TASK DETAILS => Filter the lines below, copying only those with the string "AlreadyInFlight".

RECORD EXTRACTS =>
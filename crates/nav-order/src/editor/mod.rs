//! Hierarchical Order Editor
//!
//! Owns the two-level navigation order for one editing session: root slots
//! holding standalone items or categories, each category holding items.
//! Drag gestures mutate it in memory; `save` flattens and submits it.

mod containment;
mod payload;
#[cfg(test)]
mod tests;

use std::collections::{HashMap, HashSet};

use log::{debug, info, warn};

use crate::api::{OrderApi, SaveError};
use crate::domain::{
    Category, CategoryId, DomainError, DomainResult, Entity, ItemId, NavItem, Slot, Snapshot,
    SnapshotItem, SnapshotSlot,
};

pub use containment::{can_contain, Container, DragSubject, DropOutcome, Location, RejectReason};
pub use payload::{flatten, OrderRecord};

/// Gesture in progress
#[derive(Debug, Clone)]
struct ActiveDrag {
    subject: DragSubject,
    /// Highlighted drop targets; cleared once a drop lands
    candidates: Vec<Container>,
}

/// Payload captured by `begin_save`, tagged with the revision it reflects
#[derive(Debug, Clone, PartialEq, Eq)]
pub struct SaveTicket {
    pub revision: u64,
    pub records: Vec<OrderRecord>,
}

#[derive(Debug, Clone, Copy, PartialEq, Eq)]
pub enum SaveStatus {
    Saved,
    /// Another save was still pending; nothing was sent
    AlreadyInFlight,
}

#[derive(Debug, Clone)]
pub struct HierarchicalOrderEditor {
    root: Vec<Slot>,
    items: HashMap<ItemId, NavItem>,
    drag: Option<ActiveDrag>,
    dirty: bool,
    /// Bumped on every accepted drop
    revision: u64,
    /// Revision of the save currently in flight
    saving: Option<u64>,
}

impl HierarchicalOrderEditor {
    /// Build the in-memory model from the server-rendered snapshot
    pub fn from_snapshot(snapshot: Snapshot) -> DomainResult<Self> {
        let mut root = Vec::with_capacity(snapshot.slots.len());
        let mut items = HashMap::new();
        let mut category_ids = HashSet::new();

        let mut register = |entry: SnapshotItem,
                            category: Option<&CategoryId>|
         -> DomainResult<ItemId> {
            let id = entry.id.clone();
            let item = match category {
                Some(category_id) => {
                    NavItem::in_category(entry.id, entry.kind, entry.label, category_id.clone())
                }
                None => NavItem::new(entry.id, entry.kind, entry.label),
            };
            if items.insert(id.clone(), item).is_some() {
                return Err(DomainError::DuplicateItem(id));
            }
            Ok(id)
        };

        for slot in snapshot.slots {
            match slot {
                SnapshotSlot::Item(entry) => root.push(Slot::Item(register(entry, None)?)),
                SnapshotSlot::Category { id, name, items: members } => {
                    if !category_ids.insert(id.clone()) {
                        return Err(DomainError::DuplicateCategory(id));
                    }
                    let mut category = Category::new(id, name);
                    for entry in members {
                        let item_id = register(entry, Some(&category.id))?;
                        category.items.push(item_id);
                    }
                    root.push(Slot::Category(category));
                }
            }
        }

        debug!(
            "[EDITOR] loaded {} root slots, {} items",
            root.len(),
            items.len()
        );

        Ok(Self {
            root,
            items,
            drag: None,
            dirty: false,
            revision: 0,
            saving: None,
        })
    }

    /// Project the current order back to its wire shape
    pub fn snapshot(&self) -> Snapshot {
        let entry = |id: &ItemId| {
            self.items.get(id).map(|item| SnapshotItem {
                id: item.id.clone(),
                kind: item.kind,
                label: item.label.clone(),
            })
        };

        let slots = self
            .root
            .iter()
            .filter_map(|slot| match slot {
                Slot::Item(id) => entry(id).map(SnapshotSlot::Item),
                Slot::Category(category) => Some(SnapshotSlot::Category {
                    id: category.id.clone(),
                    name: category.name.clone(),
                    items: category.items.iter().filter_map(entry).collect(),
                }),
            })
            .collect();
        Snapshot { slots }
    }

    // ========================
    // Queries
    // ========================

    pub fn slots(&self) -> &[Slot] {
        &self.root
    }

    pub fn item(&self, id: &ItemId) -> Option<&NavItem> {
        self.items.get(id)
    }

    pub fn item_count(&self) -> usize {
        self.items.len()
    }

    pub fn category(&self, id: &CategoryId) -> Option<&Category> {
        self.root
            .iter()
            .filter_map(Slot::as_category)
            .find(|category| category.id() == id)
    }

    fn category_mut(&mut self, id: &CategoryId) -> Option<&mut Category> {
        self.root
            .iter_mut()
            .filter_map(Slot::as_category_mut)
            .find(|category| &category.id == id)
    }

    fn category_slot(&self, id: &CategoryId) -> Option<usize> {
        self.root
            .iter()
            .position(|slot| matches!(slot, Slot::Category(c) if &c.id == id))
    }

    /// Current position of an item
    pub fn location_of(&self, id: &ItemId) -> Option<Location> {
        let item = self.items.get(id)?;
        match &item.category_id {
            None => self
                .root
                .iter()
                .position(|slot| matches!(slot, Slot::Item(i) if i == id))
                .map(Location::Root),
            Some(category_id) => {
                let index = self.category(category_id)?.position_of(id)?;
                Some(Location::Category {
                    category: category_id.clone(),
                    index,
                })
            }
        }
    }

    /// Current position of an item or category
    pub fn subject_location(&self, subject: &DragSubject) -> Option<Location> {
        match subject {
            DragSubject::Item(id) => self.location_of(id),
            DragSubject::Category(id) => self.category_slot(id).map(Location::Root),
        }
    }

    fn contains(&self, subject: &DragSubject) -> bool {
        match subject {
            DragSubject::Item(id) => self.items.contains_key(id),
            DragSubject::Category(id) => self.category_slot(id).is_some(),
        }
    }

    fn container_exists(&self, container: &Container) -> bool {
        match container {
            Container::Root => true,
            Container::Category(id) => self.category_slot(id).is_some(),
        }
    }

    // ========================
    // Drag Lifecycle
    // ========================

    /// Pick up an item or category. Returns false if it does not exist.
    pub fn begin_drag(&mut self, subject: DragSubject) -> bool {
        if self.drag.is_some() {
            debug!("[EDITOR] new drag while one is active, ending the previous one");
            self.end_drag();
        }
        if !self.contains(&subject) {
            warn!("[EDITOR] ignoring drag of unknown {:?}", subject);
            return false;
        }

        let mut candidates = vec![Container::Root];
        if matches!(subject, DragSubject::Item(_)) {
            candidates.extend(
                self.root
                    .iter()
                    .filter_map(Slot::as_category)
                    .map(|category| Container::Category(category.id.clone())),
            );
        }

        debug!("[EDITOR] drag start: {:?}", subject);
        self.drag = Some(ActiveDrag {
            subject,
            candidates,
        });
        true
    }

    pub fn is_dragging(&self) -> bool {
        self.drag.is_some()
    }

    pub fn dragged(&self) -> Option<&DragSubject> {
        self.drag.as_ref().map(|drag| &drag.subject)
    }

    /// Containers that may currently be highlighted as drop targets
    pub fn legal_targets(&self) -> &[Container] {
        self.drag
            .as_ref()
            .map(|drag| drag.candidates.as_slice())
            .unwrap_or(&[])
    }

    /// Drop the dragged entity at `position` within `container`.
    /// Positions past the end append.
    pub fn drop_into(&mut self, container: Container, position: usize) -> DropOutcome {
        let subject = match self.drag.as_mut() {
            Some(drag) => {
                drag.candidates.clear();
                drag.subject.clone()
            }
            None => return DropOutcome::Ignored,
        };

        if !can_contain(&container, &subject) {
            debug!("[EDITOR] rejected {:?} into {:?}: nested category", subject, container);
            return DropOutcome::Rejected(RejectReason::NestedCategory);
        }
        if !self.container_exists(&container) {
            warn!("[EDITOR] rejected drop into unknown {:?}", container);
            return DropOutcome::Rejected(RejectReason::UnknownContainer);
        }

        let location = match subject {
            DragSubject::Item(id) => self.move_item(id, container, position),
            DragSubject::Category(id) => self.move_category(id, position),
        };

        match location {
            Some(location) => {
                self.dirty = true;
                self.revision += 1;
                info!("[EDITOR] moved to {:?}", location);
                DropOutcome::Accepted(location)
            }
            None => DropOutcome::Ignored,
        }
    }

    /// Finish the gesture, whether or not a drop landed
    pub fn end_drag(&mut self) {
        if let Some(drag) = self.drag.take() {
            debug!("[EDITOR] drag end: {:?}", drag.subject);
        }
    }

    /// Remove from the source sequence, retarget `category_id`, insert into
    /// the destination. All within one call, so position and membership
    /// never disagree once it returns.
    fn move_item(&mut self, id: ItemId, to: Container, position: usize) -> Option<Location> {
        let from = self.location_of(&id)?;

        match &from {
            Location::Root(index) => {
                self.root.remove(*index);
            }
            Location::Category { category, index } => {
                self.category_mut(category)?.items.remove(*index);
            }
        }

        let location = match to {
            Container::Root => {
                let index = position.min(self.root.len());
                self.root.insert(index, Slot::Item(id.clone()));
                Location::Root(index)
            }
            Container::Category(category_id) => {
                let category = self.category_mut(&category_id)?;
                let index = position.min(category.items.len());
                category.items.insert(index, id.clone());
                Location::Category {
                    category: category_id,
                    index,
                }
            }
        };

        if let Some(item) = self.items.get_mut(&id) {
            item.category_id = match &location {
                Location::Root(_) => None,
                Location::Category { category, .. } => Some(category.clone()),
            };
        }
        Some(location)
    }

    /// Reorder a category within the root; its items travel with it
    fn move_category(&mut self, id: CategoryId, position: usize) -> Option<Location> {
        let from = self.category_slot(&id)?;
        let slot = self.root.remove(from);
        let index = position.min(self.root.len());
        self.root.insert(index, slot);
        Some(Location::Root(index))
    }

    // ========================
    // Persistence
    // ========================

    /// One record per item in root-then-category order, weights `0..N-1`
    pub fn compute_save_payload(&self) -> Vec<OrderRecord> {
        flatten(&self.root)
    }

    pub fn has_unsaved_changes(&self) -> bool {
        self.dirty
    }

    pub fn is_saving(&self) -> bool {
        self.saving.is_some()
    }

    /// Mark a save as in flight and capture its payload.
    /// Returns None while another save is pending.
    pub fn begin_save(&mut self) -> Option<SaveTicket> {
        if self.saving.is_some() {
            debug!("[EDITOR] save already in flight");
            return None;
        }
        self.saving = Some(self.revision);
        Some(SaveTicket {
            revision: self.revision,
            records: self.compute_save_payload(),
        })
    }

    /// Record the backend's answer for the ticket issued at `revision`
    pub fn finish_save(&mut self, revision: u64, result: Result<(), SaveError>) -> Result<(), SaveError> {
        self.saving = None;
        match result {
            Ok(()) => {
                if revision == self.revision {
                    self.dirty = false;
                } else {
                    info!("[EDITOR] order changed while saving, keeping unsaved flag");
                }
                info!("[EDITOR] saved order at revision {}", revision);
                Ok(())
            }
            Err(e) => {
                warn!("[EDITOR] save failed: {}", e);
                Err(e)
            }
        }
    }

    /// Submit the current order through `api`
    pub async fn save<A>(&mut self, api: &A) -> Result<SaveStatus, SaveError>
    where
        A: OrderApi + ?Sized,
    {
        let Some(ticket) = self.begin_save() else {
            return Ok(SaveStatus::AlreadyInFlight);
        };
        let result = api.submit_order(&ticket.records).await;
        self.finish_save(ticket.revision, result)?;
        Ok(SaveStatus::Saved)
    }
}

SOLUTION TO THE EXERCISE =>
    AlreadyInFlight,
            return Ok(SaveStatus::AlreadyInFlight);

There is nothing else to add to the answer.